*** Material shown ***
// src/config.rs

use dotenvy::dotenv;
use std::env;

#[derive(Debug, Clone)]
pub struct Config {
    pub database_url: String,
    pub jwt_secret: String,
    /// Token lifetime in seconds.
    pub jwt_expiration: u64,
    pub rust_log: String,
    pub bind_addr: String,
    /// Optional admin account seeded on startup.
    pub admin_username: Option<String>,
    pub admin_email: Option<String>,
    pub admin_password: Option<String>,
    /// Directory uploaded media is written to, served under /media.
    pub upload_dir: String,
    pub max_upload_bytes: usize,
}

impl Config {
    pub fn from_env() -> Self {
        dotenv().ok();

        let database_url = env::var("DATABASE_URL").expect("DATABASE_URL must be set");

        let jwt_secret = env::var("JWT_SECRET").expect("JWT_SECRET must be set");

        let jwt_expiration = env::var("JWT_EXPIRATION")
            .ok()
            .and_then(|v| v.parse().ok())
            .unwrap_or(86400);

        let rust_log = env::var("RUST_LOG").unwrap_or_else(|_| "info".to_string());

        let bind_addr = env::var("BIND_ADDR").unwrap_or_else(|_| "0.0.0.0:3000".to_string());

        let upload_dir = env::var("UPLOAD_DIR").unwrap_or_else(|_| "media".to_string());

        let max_upload_bytes = env::var("MAX_UPLOAD_BYTES")
            .ok()
            .and_then(|v| v.parse().ok())
            .unwrap_or(10 * 1024 * 1024);

        Self {
            database_url,
            jwt_secret,
            jwt_expiration,
            rust_log,
            bind_addr,
            admin_username: env::var("ADMIN_USERNAME").ok(),
            admin_email: env::var("ADMIN_EMAIL").ok(),
            admin_password: env::var("ADMIN_PASSWORD").ok(),
            upload_dir,
            max_upload_bytes,
        }
    }
}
*** End of Material shown ***
#### [Problem details]
The records above should be restated word for word, please.

#### [Problem solution]
// src/config.rs

use dotenvy::dotenv;
use std::env;

#[derive(Debug, Clone)]
pub struct Config {
    pub database_url: String,
    pub jwt_secret: String,
    /// Token lifetime in seconds.
    pub jwt_expiration: u64,
    pub rust_log: String,
    pub bind_addr: String,
    /// Optional admin account seeded on startup.
    pub admin_username: Option<String>,
    pub admin_email: Option<String>,
    pub admin_password: Option<String>,
    /// Directory uploaded media is written to, served under /media.
    pub upload_dir: String,
    pub max_upload_bytes: usize,
}

impl Config {
    pub fn from_env() -> Self {
        dotenv().ok();

        let database_url = env::var("DATABASE_URL").expect("DATABASE_URL must be set");

        let jwt_secret = env::var("JWT_SECRET").expect("JWT_SECRET must be set");

        let jwt_expiration = env::var("JWT_EXPIRATION")
            .ok()
            .and_then(|v| v.parse().ok())
            .unwrap_or(86400);

        let rust_log = env::var("RUST_LOG").unwrap_or_else(|_| "info".to_string());

        let bind_addr = env::var("BIND_ADDR").unwrap_or_else(|_| "0.0.0.0:3000".to_string());

        let upload_dir = env::var("UPLOAD_DIR").unwrap_or_else(|_| "media".to_string());

        let max_upload_bytes = env::var("MAX_UPLOAD_BYTES")
            .ok()
            .and_then(|v| v.parse().ok())
            .unwrap_or(10 * 1024 * 1024);

        Self {
            database_url,
            jwt_secret,
            jwt_expiration,
            rust_log,
            bind_addr,
            admin_username: env::var("ADMIN_USERNAME").ok(),
            admin_email: env::var("ADMIN_EMAIL").ok(),
            admin_password: env::var("ADMIN_PASSWORD").ok(),
            upload_dir,
            max_upload_bytes,
        }
    }
}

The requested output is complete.